**Given records**
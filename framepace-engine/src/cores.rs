// Copyright (c) 2023 Graphcore Ltd. All rights reserved.

//! Simulated execution resources.

use std::cmp::Ordering;
use std::fmt;
use std::rc::Rc;

use framepace_track::entity::Entity;
use framepace_track::{debug, trace, value};
use serde::Serialize;

use crate::job::Job;
use crate::pipeline::Pipeline;
use crate::types::{SimError, SimTime};

#[derive(Clone, Copy, Debug, PartialEq, Eq, PartialOrd, Ord, Hash, Serialize)]
pub struct CoreId(pub usize);

impl fmt::Display for CoreId {
    fn fmt(&self, f: &mut fmt::Formatter<'_>) -> fmt::Result {
        write!(f, "core{}", self.0)
    }
}

/// A core with its own virtual clock running at most one job.
pub struct Core {
    entity: Rc<Entity>,
    id: CoreId,
    time: SimTime,
    job: Option<Job>,
    busy_time: SimTime,
}

impl Core {
    #[must_use]
    pub fn new(parent: &Rc<Entity>, index: usize) -> Self {
        let id = CoreId(index);
        Self {
            entity: Rc::new(Entity::new(parent, &id.to_string())),
            id,
            time: 0.0,
            job: None,
            busy_time: 0.0,
        }
    }

    #[must_use]
    pub fn id(&self) -> CoreId {
        self.id
    }

    #[must_use]
    pub fn time(&self) -> SimTime {
        self.time
    }

    #[must_use]
    pub fn job(&self) -> Option<&Job> {
        self.job.as_ref()
    }

    #[must_use]
    pub fn is_idle(&self) -> bool {
        self.job.is_none()
    }

    /// Total duration of the jobs assigned to this core.
    #[must_use]
    pub fn busy_time(&self) -> SimTime {
        self.busy_time
    }

    /// Order in which cores are considered: earliest time first, then lowest
    /// index.
    #[must_use]
    pub fn schedule_order(a: &Core, b: &Core) -> Ordering {
        a.time.total_cmp(&b.time).then(a.id.cmp(&b.id))
    }

    /// Run `job` from the current time; the clock moves to its end.
    pub fn assign(&mut self, job: Job) {
        debug!(self.entity ; "frame {} stage {} [{}, {})", job.frame_number(), job.stage(), self.time, self.time + job.duration());
        self.time += job.duration();
        self.busy_time += job.duration();
        self.job = Some(job);
        value!(self.entity ; self.time);
    }

    /// Move an idle or blocked core forward; time never goes backwards.
    pub fn advance_to(&mut self, time: SimTime) {
        if time > self.time {
            trace!(self.entity ; "catch up {} -> {}", self.time, time);
            self.time = time;
            value!(self.entity ; self.time);
        }
    }

    /// Attempt to complete the current job, returning it on success.
    pub fn try_exec(&mut self, pipeline: &mut Pipeline) -> Result<Option<Job>, SimError> {
        let Some(job) = &self.job else {
            return Ok(None);
        };
        if !job.try_exec(self.time, pipeline)? {
            trace!(self.entity ; "frame {} stage {} blocked on the frame pool", job.frame_number(), job.stage());
            return Ok(None);
        }
        Ok(self.job.take())
    }
}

**Problem details**
Find the word "current" in the material, then list each line that holds it.

**Result of this exercise**
    /// Run `job` from the current time; the clock moves to its end.
    /// Attempt to complete the current job, returning it on success.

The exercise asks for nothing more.